A proposition is typically represented as a term
data structure of OCaml, and
proving the proposition is equivalent to creating an instance of a thm
OCaml type
describing the proposition.
The thm
OCaml type is private, meaning that a programmer cannot freely create
an arbitrary instance of thm
.
This prevents users from proving a false theorem (consistency of the system of logic).
To be concrete, let's dive into the definition of type thm
in
fusion.ml
(link):
module type Hol_kernel =
sig
...
type thm
...
end;;
module Hol : Hol_kernel = struct
...
type thm = Sequent of (term list * term)
...
end;;
As shown above, thm
's constructor Sequent
is not visible to the users outside module Hol
.
The only way to create a valid thm
instance is through the functions inside the Hol
module
which have access to the Sequent
constructor.
Among those, 10 are primitive inference rules that constitute the logical foundation of HOL Light
(link).
A user can prove the interested theorem using these axioms in theory, but in practice this is
tough because a typical proof tree can grow very large.
There are two more functions: new_axiom
and new_basic_definition
.
new_axiom
creates a new thm
instance and it can indeed be used to create a false theorem.
To check whether any axiom has been introduced in the past, the return value of axioms()
can be
checked.
Note that HOL Light introduces three axioms by default: INFINITY_AX
, ETA_AX
, and SELECT_AX
.
new_basic_definition
adds a new definition of form x = e
and returns it as a thm
instanace.
Using it does not introduce inconsistency in the logical system.
There are two generic styles of proofs in HOL Light.
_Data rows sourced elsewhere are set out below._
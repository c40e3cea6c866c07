//! Core engine types: players, rotation, actions, events, state, RNG, settings, errors.
//!
//! This module contains the vocabulary shared by the engine and the room host.
//! Games configure behavior through `rules::GameDefinition` rather than
//! modifying anything here.

pub mod player;
pub mod rotation;
pub mod rng;
pub mod config;
pub mod action;
pub mod event;
pub mod state;
pub mod error;

pub use player::{PlayerId, Player, Presence};
pub use rotation::{get_next_in_rotation, assign_new_lead};
pub use rng::{GameRng, GameRngState};
pub use config::{PhaseId, GameSettings};
pub use action::{Action, ActionKind, ActionType, Actor, ActionRecord, IdempotencyKey};
pub use event::{GameEvent, FinalScore};
pub use state::{GameState, GameStatus, RoundState, Submission};
pub use error::GameError;
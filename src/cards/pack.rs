//! Card packs and pack merging.

use serde::{Deserialize, Serialize};
use tracing::debug;

use super::card::{Card, PackId};
use super::registry::CardRegistry;

/// A named bundle of cards.
#[derive(Clone, Debug, PartialEq, Eq, Serialize, Deserialize)]
pub struct CardPack {
    pub id: PackId,
    pub name: String,
    pub cards: Vec<Card>,
}

impl CardPack {
    /// Create an empty pack.
    #[must_use]
    pub fn new(id: impl Into<String>, name: impl Into<String>) -> Self {
        Self {
            id: PackId::new(id),
            name: name.into(),
            cards: Vec::new(),
        }
    }

    /// Add a card.
    #[must_use]
    pub fn with_card(mut self, card: Card) -> Self {
        self.cards.push(card);
        self
    }

    /// Number of prompt cards.
    #[must_use]
    pub fn prompt_count(&self) -> usize {
        self.cards.iter().filter(|c| c.is_prompt()).count()
    }

    /// Number of response cards.
    #[must_use]
    pub fn response_count(&self) -> usize {
        self.cards.iter().filter(|c| c.is_response()).count()
    }
}

/// Merge packs into one registry, de-duplicating by card id.
///
/// Packs are read in order and the first card seen with a given id wins;
/// later duplicates are dropped.
#[must_use]
pub fn combine_packs(packs: &[CardPack]) -> CardRegistry {
    let mut registry = CardRegistry::new();
    for pack in packs {
        for card in &pack.cards {
            if !registry.insert(card.clone()) {
                debug!(pack = %pack.id.as_str(), card = %card.id, "skipping duplicate card");
            }
        }
    }
    registry
}
//! Game configuration types.
//!
//! - `PhaseId`: Opaque phase identifier assigned by a `GameDefinition`
//! - `GameSettings`: Per-room knobs chosen when the room is opened
//!
//! The engine never hardcodes phases - definitions declare them.

use serde::{Deserialize, Serialize};

use super::error::GameError;

/// Opaque phase identifier. Definitions declare their own phases.
///
/// The engine doesn't interpret phase IDs - they're compared for equality
/// and looked up in the active `GameDefinition`.
#[derive(Clone, Copy, Debug, Default, PartialEq, Eq, Hash, PartialOrd, Ord, Serialize, Deserialize)]
#[serde(transparent)]
pub struct PhaseId(pub u32);

impl PhaseId {
    /// Create a new phase ID.
    #[must_use]
    pub const fn new(id: u32) -> Self {
        Self(id)
    }

    /// Get the raw ID value.
    #[must_use]
    pub const fn raw(self) -> u32 {
        self.0
    }
}

impl std::fmt::Display for PhaseId {
    fn fmt(&self, f: &mut std::fmt::Formatter<'_>) -> std::fmt::Result {
        write!(f, "Phase({})", self.0)
    }
}

/// Settings for one room.
#[derive(Clone, Debug, PartialEq, Eq, Serialize, Deserialize)]
pub struct GameSettings {
    /// Maximum players allowed in the roster (including disconnected ones).
    pub max_players: usize,

    /// Minimum connected players required to start.
    pub min_players: usize,

    /// Seed for shuffles. Same seed + same actions = same game.
    /// Drawn at random by `default()`; pin it with `with_seed` to replay a game.
    pub seed: u64,
}

impl Default for GameSettings {
    fn default() -> Self {
        Self {
            max_players: 8,
            min_players: 3,
            seed: rand::random(),
        }
    }
}

impl GameSettings {
    /// Set the maximum player count.
    #[must_use]
    pub fn with_max_players(mut self, max: usize) -> Self {
        self.max_players = max;
        self
    }

    /// Set the minimum player count.
    #[must_use]
    pub fn with_min_players(mut self, min: usize) -> Self {
        self.min_players = min;
        self
    }

    /// Set the shuffle seed.
    #[must_use]
    pub fn with_seed(mut self, seed: u64) -> Self {
        self.seed = seed;
        self
    }

    /// Check the settings are internally consistent.
    pub fn validate(&self) -> Result<(), GameError> {
        if self.min_players < 2 {
            return Err(GameError::InvalidSettings("min_players must be at least 2".into()));
        }
        if self.max_players < self.min_players {
            return Err(GameError::InvalidSettings(format!(
                "max_players ({}) is below min_players ({})",
                self.max_players, self.min_players
            )));
        }
        Ok(())
    }
}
The first style is interactive proof-writing
style using subgoal packages.
A subgoal package contains several OCaml functions like g
and e
that allows users to
interactively set the goal term and prove step-by-step.
g
is an OCaml function that takes a term and sets it as a goal.
e
is an OCaml function that receives a tactic
OCaml instance and applies it to the current goal,
refining it to a possibly smaller subgoal(s).
In this proof-writing style, OCaml REPL is often used to type commands and read the next goal state.
If writing proof is successfully finished, function top_thm
will return the thm
instance
that represents the proven theorem.
The second style is using a prove
function.
It takes a pair of (1) goal term, and (2) one large tactic that is supposed to prove the goal
in one shot.
If the tactic proves the goal, prove
returns a new thm
instance.
Otherwise, it raises an exception.
The one large tactic is typically a series of tactics concatenated with THEN
, or a tree-structure
of tactics concatenated with THENL
if it creates multiple subgoals in the proof.
The first style is convenient for writing a proof, it is verbose because it has to repeat
e(..)
and each e
only applies to one of the subgoals.
Also, in some cases, it is slower than prove
because e
checks validity of a tactic
(VAILD
, link).
The second style is more succinct because (1) it omits e(..)
, and (2) t1 THEN t2
allows you to
apply t2
to all subgoals of t1
.
Also, it does not have to go through validity check.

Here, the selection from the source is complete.